The Quartz ADO.NET store would add a second schema + cluster-coordination concern on top of Marten. With cron-only schedules and tenant-scoped Marten as the source of truth, re-application on boot is dramatically simpler and the operationally-relevant cases (override persists, disable persists, parameters persist) all work.

Registering a job

A job is a plain Quartz IJob decorated with [DisallowConcurrentExecution] to prevent overlap.
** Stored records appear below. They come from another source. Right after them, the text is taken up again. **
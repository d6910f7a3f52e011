/*
 * // Copyright 2024 (c) the Radzivon Bartoshyk. All rights reserved.
 * //
 * // Use of this source code is governed by a BSD-style
 * // license that can be found in the LICENSE file.
 */
mod transfer;

use anyhow::{Context, Result};
use clap::Parser;
use image::{DynamicImage, ImageFormat, Rgb32FImage};
use std::path::{Path, PathBuf};
use std::time::Instant;
use tracing::info;
use tracing_subscriber::EnvFilter;
use transfer::Transfer;
use whitebalance_rs::{
    white_balance_in_place, ChannelOrder, ImageLayout, WhiteBalanceOptions, STRENGTH_SENTINEL,
};

#[derive(Parser, Debug)]
#[command(name = "wb-app")]
#[command(author, version, about = "Perceptual white balancing of an image", long_about = None)]
struct Args {
    /// Input image path
    input: PathBuf,

    /// Output image path, format follows the extension. OpenEXR and Radiance outputs keep
    /// linear float values, other formats are encoded to 8 bits
    output: PathBuf,

    /// Fraction of the correction to apply, 0 to 1
    #[arg(short, long, default_value_t = STRENGTH_SENTINEL, allow_negative_numbers = true)]
    strength: f32,

    /// Linear RGB color of the scene light, estimated from the image when absent
    #[arg(short, long, num_args = 3, value_names = ["R", "G", "B"])]
    illuminant: Option<Vec<f32>>,

    /// Chromaticities of the red, green and blue primaries, sRGB when absent
    #[arg(long, num_args = 6, value_names = ["RX", "RY", "GX", "GY", "BX", "BY"])]
    primaries: Option<Vec<f32>>,

    /// Whitepoint chromaticity of the image color space, equal energy white when absent
    #[arg(long, num_args = 2, value_names = ["X", "Y"])]
    white_point: Option<Vec<f32>>,

    /// Transfer curve of the encoded channels. Defaults to linear for float inputs and
    /// sRGB otherwise
    #[arg(long, value_enum)]
    transfer: Option<Transfer>,

    /// Hand pixels to the balancer in BGR order
    #[arg(long)]
    bgr: bool,
}

impl Args {
    fn options(&self) -> WhiteBalanceOptions {
        let mut options = WhiteBalanceOptions::default().with_strength(self.strength);
        if let Some(illuminant) = &self.illuminant {
            options = options.with_illuminant([illuminant[0], illuminant[1], illuminant[2]]);
        }
        if let Some(p) = &self.primaries {
            options = options.with_primaries([p[0], p[1], p[2], p[3], p[4], p[5]]);
        }
        if let Some(white_point) = &self.white_point {
            options = options.with_white_point([white_point[0], white_point[1]]);
        }
        options
    }

    fn source_transfer(&self, decoded: &DynamicImage) -> Transfer {
        self.transfer.unwrap_or(if holds_linear_floats(decoded) {
            Transfer::Linear
        } else {
            Transfer::Srgb
        })
    }

    fn channel_order(&self) -> ChannelOrder {
        if self.bgr {
            ChannelOrder::Bgr
        } else {
            ChannelOrder::Rgb
        }
    }
}

/// Float buffers come from OpenEXR and Radiance decoders, which store linear light
fn holds_linear_floats(decoded: &DynamicImage) -> bool {
    matches!(
        decoded,
        DynamicImage::ImageRgb32F(_) | DynamicImage::ImageRgba32F(_)
    )
}

fn is_float_target(path: &Path) -> bool {
    matches!(
        ImageFormat::from_path(path),
        Ok(ImageFormat::OpenExr | ImageFormat::Hdr)
    )
}

/// Linearizes `decoded`, white balances it and returns linear RGB
fn balance(
    decoded: &DynamicImage,
    transfer: Transfer,
    order: ChannelOrder,
    options: &WhiteBalanceOptions,
) -> Result<Rgb32FImage> {
    let mut pixels = decoded.to_rgb32f();
    let (width, height) = pixels.dimensions();
    let decode = transfer.decoder();

    for pixel in pixels.chunks_exact_mut(3) {
        for channel in pixel.iter_mut() {
            *channel = decode(*channel);
        }
        if order == ChannelOrder::Bgr {
            pixel.swap(0, 2);
        }
    }

    white_balance_in_place(
        &mut *pixels,
        &ImageLayout::packed(width, height, order),
        options,
    )?;

    if order == ChannelOrder::Bgr {
        for pixel in pixels.chunks_exact_mut(3) {
            pixel.swap(0, 2);
        }
    }
    Ok(pixels)
}

/// Writes linear `pixels`, as floats for HDR targets and through `transfer` otherwise
fn save(mut pixels: Rgb32FImage, path: &Path, transfer: Transfer) -> Result<()> {
    let encoded = if is_float_target(path) {
        DynamicImage::ImageRgb32F(pixels)
    } else {
        let encode = transfer.encoder();
        for channel in pixels.iter_mut() {
            *channel = encode(*channel);
        }
        DynamicImage::ImageRgb8(DynamicImage::ImageRgb32F(pixels).to_rgb8())
    };
    encoded
        .save(path)
        .with_context(|| format!("failed to save {}", path.display()))
}

fn main() -> Result<()> {
    tracing_subscriber::fmt()
        .with_env_filter(
            EnvFilter::try_from_default_env().unwrap_or_else(|_| EnvFilter::new("info")),
        )
        .init();

    let args = Args::parse();
    let options = args.options();

    let start_time = Instant::now();
    let decoded = image::open(&args.input)
        .with_context(|| format!("failed to open {}", args.input.display()))?;
    let transfer = args.source_transfer(&decoded);
    info!(
        width = decoded.width(),
        height = decoded.height(),
        color = ?decoded.color(),
        ?transfer,
        elapsed = ?start_time.elapsed(),
        "decoded"
    );

    let start_time = Instant::now();
    let pixels = balance(&decoded, transfer, args.channel_order(), &options)?;
    info!(elapsed = ?start_time.elapsed(), "white balanced");

    let start_time = Instant::now();
    let output_transfer = args.transfer.unwrap_or(Transfer::Srgb);
    save(pixels, &args.output, output_transfer)?;
    info!(output = %args.output.display(), elapsed = ?start_time.elapsed(), "saved");

    Ok(())
}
Register it once in Program.cs (or wherever the host wires DI):

services.AddScheduling();    // once — wires Quartz + IJobsService + listener

services.AddSystemJob<DcrGcJob>(
    key:         DcrGcJob.Key,            // "dcr-gc"
    name:        DcrGcJob.Name,           // "DCR Garbage Collector"
    defaultCron: DcrGcJob.DefaultCron,    // "0 0 4 * * ?"
    description: DcrGcJob.Description);

services.AddSystemJob<JobRunHistoryRetentionJob>(
    key:         JobRunHistoryRetentionJob.Key,
    name:        JobRunHistoryRetentionJob.Name,
    defaultCron: JobRunHistoryRetentionJob.DefaultCron,
    description: JobRunHistoryRetentionJob.Description,
    getParameterSchema: JobRunHistoryRetentionJob.GetParameterSchema);

AddSystemJob<TJob> registers TJob as Transient (the MicrosoftDependencyInjectionJobFactory resolves it per execution in a fresh scope) and adds a JobRegistration to the singleton registry. See SchedulingDependencyInjection.cs:61-82.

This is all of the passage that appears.